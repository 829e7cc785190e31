//! Orders as the engine sees them: requests, live orders and their roles.
//!
//! Provides order side, status, identifiers, the mirrored exchange
//! `Order`, the `OrderRequest` submitted to a gateway, and the
//! `OrderIntent` roles the reconciler derives from exposure.

use serde::{Deserialize, Serialize};
use std::fmt;
use uuid::Uuid;

use crate::decimal::{Price, Size};
use crate::position::PositionSide;

/// Buy or sell.
#[derive(Debug, Clone, Copy, PartialEq, Eq, Hash, Serialize, Deserialize)]
#[serde(rename_all = "lowercase")]
pub enum OrderSide {
    Buy,
    Sell,
}

impl OrderSide {
    /// Returns the opposite side.
    pub fn opposite(&self) -> Self {
        match self {
            Self::Buy => Self::Sell,
            Self::Sell => Self::Buy,
        }
    }
}

impl fmt::Display for OrderSide {
    fn fmt(&self, f: &mut fmt::Formatter<'_>) -> fmt::Result {
        match self {
            Self::Buy => write!(f, "buy"),
            Self::Sell => write!(f, "sell"),
        }
    }
}

/// Order status as reported by the exchange.
#[derive(Debug, Clone, Copy, PartialEq, Eq, Hash, Serialize, Deserialize)]
#[serde(rename_all = "lowercase")]
pub enum OrderStatus {
    Open,
    #[serde(alias = "closed")]
    Filled,
    #[serde(alias = "cancelled")]
    Canceled,
}

impl OrderStatus {
    /// Whether the order can no longer change.
    pub fn is_terminal(&self) -> bool {
        !matches!(self, Self::Open)
    }
}

impl fmt::Display for OrderStatus {
    fn fmt(&self, f: &mut fmt::Formatter<'_>) -> fmt::Result {
        match self {
            Self::Open => write!(f, "open"),
            Self::Filled => write!(f, "filled"),
            Self::Canceled => write!(f, "canceled"),
        }
    }
}

/// Exchange-assigned order identifier.
#[derive(Debug, Clone, PartialEq, Eq, Hash, PartialOrd, Ord, Serialize, Deserialize)]
#[serde(transparent)]
pub struct OrderId(String);

impl OrderId {
    pub fn new(id: impl Into<String>) -> Self {
        Self(id.into())
    }

    /// Generate a unique id with the given prefix.
    ///
    /// Format: `{prefix}_{timestamp_ms}_{uuid_short}`
    pub fn generate(prefix: &str) -> Self {
        let ts = chrono::Utc::now().timestamp_millis();
        let uuid_short = &Uuid::new_v4().simple().to_string()[..8];
        Self(format!("{prefix}_{ts}_{uuid_short}"))
    }

    pub fn as_str(&self) -> &str {
        &self.0
    }
}

impl fmt::Display for OrderId {
    fn fmt(&self, f: &mut fmt::Formatter<'_>) -> fmt::Result {
        write!(f, "{}", self.0)
    }
}

impl From<&str> for OrderId {
    fn from(s: &str) -> Self {
        Self(s.to_string())
    }
}

impl AsRef<str> for OrderId {
    fn as_ref(&self) -> &str {
        &self.0
    }
}

/// Order as mirrored from the exchange.
#[derive(Debug, Clone, PartialEq, Eq, Serialize, Deserialize)]
pub struct Order {
    pub id: OrderId,
    pub symbol: String,
    pub side: OrderSide,
    pub price: Price,
    pub amount: Size,
    /// Filled amount; zero when unknown.
    #[serde(default = "default_filled")]
    pub filled: Size,
    #[serde(default)]
    pub reduce_only: bool,
    pub status: OrderStatus,
}

fn default_filled() -> Size {
    Size::ZERO
}

impl Order {
    pub fn is_open(&self) -> bool {
        self.status == OrderStatus::Open
    }
}

/// Limit order submission.
#[derive(Debug, Clone, PartialEq, Eq, Serialize, Deserialize)]
pub struct OrderRequest {
    pub symbol: String,
    pub side: OrderSide,
    pub price: Price,
    pub amount: Size,
    pub reduce_only: bool,
}

/// Whether an intent opens or closes exposure.
#[derive(Debug, Clone, Copy, PartialEq, Eq, Hash, Serialize, Deserialize)]
#[serde(rename_all = "lowercase")]
pub enum OrderRole {
    Open,
    Close,
}

/// One desired order role derived from direction mode and exposure.
#[derive(Debug, Clone, Copy, PartialEq, Eq, Hash)]
pub struct OrderIntent {
    pub side: OrderSide,
    pub reduce_only: bool,
    pub role: OrderRole,
    pub position_side: PositionSide,
}

impl OrderIntent {
    pub const OPEN_LONG: Self = Self {
        side: OrderSide::Buy,
        reduce_only: false,
        role: OrderRole::Open,
        position_side: PositionSide::Long,
    };

    pub const CLOSE_LONG: Self = Self {
        side: OrderSide::Sell,
        reduce_only: true,
        role: OrderRole::Close,
        position_side: PositionSide::Long,
    };

    pub const OPEN_SHORT: Self = Self {
        side: OrderSide::Sell,
        reduce_only: false,
        role: OrderRole::Open,
        position_side: PositionSide::Short,
    };

    pub const CLOSE_SHORT: Self = Self {
        side: OrderSide::Buy,
        reduce_only: true,
        role: OrderRole::Close,
        position_side: PositionSide::Short,
    };

    /// Matching class for count comparisons.
    pub fn class(&self) -> (OrderSide, bool) {
        (self.side, self.reduce_only)
    }

    pub fn label(&self) -> &'static str {
        match (self.role, self.position_side) {
            (OrderRole::Open, PositionSide::Long) => "open-long",
            (OrderRole::Close, PositionSide::Long) => "close-long",
            (OrderRole::Open, PositionSide::Short) => "open-short",
            (OrderRole::Close, PositionSide::Short) => "close-short",
        }
    }
}

impl fmt::Display for OrderIntent {
    fn fmt(&self, f: &mut fmt::Formatter<'_>) -> fmt::Result {
        f.write_str(self.label())
    }
}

====

_TASK INSTRUCTIONS_. Please copy every line of the data that carries the string "const".

_FINISHED TASK_.
    pub const OPEN_LONG: Self = Self {
    pub const CLOSE_LONG: Self = Self {
    pub const OPEN_SHORT: Self = Self {
    pub const CLOSE_SHORT: Self = Self {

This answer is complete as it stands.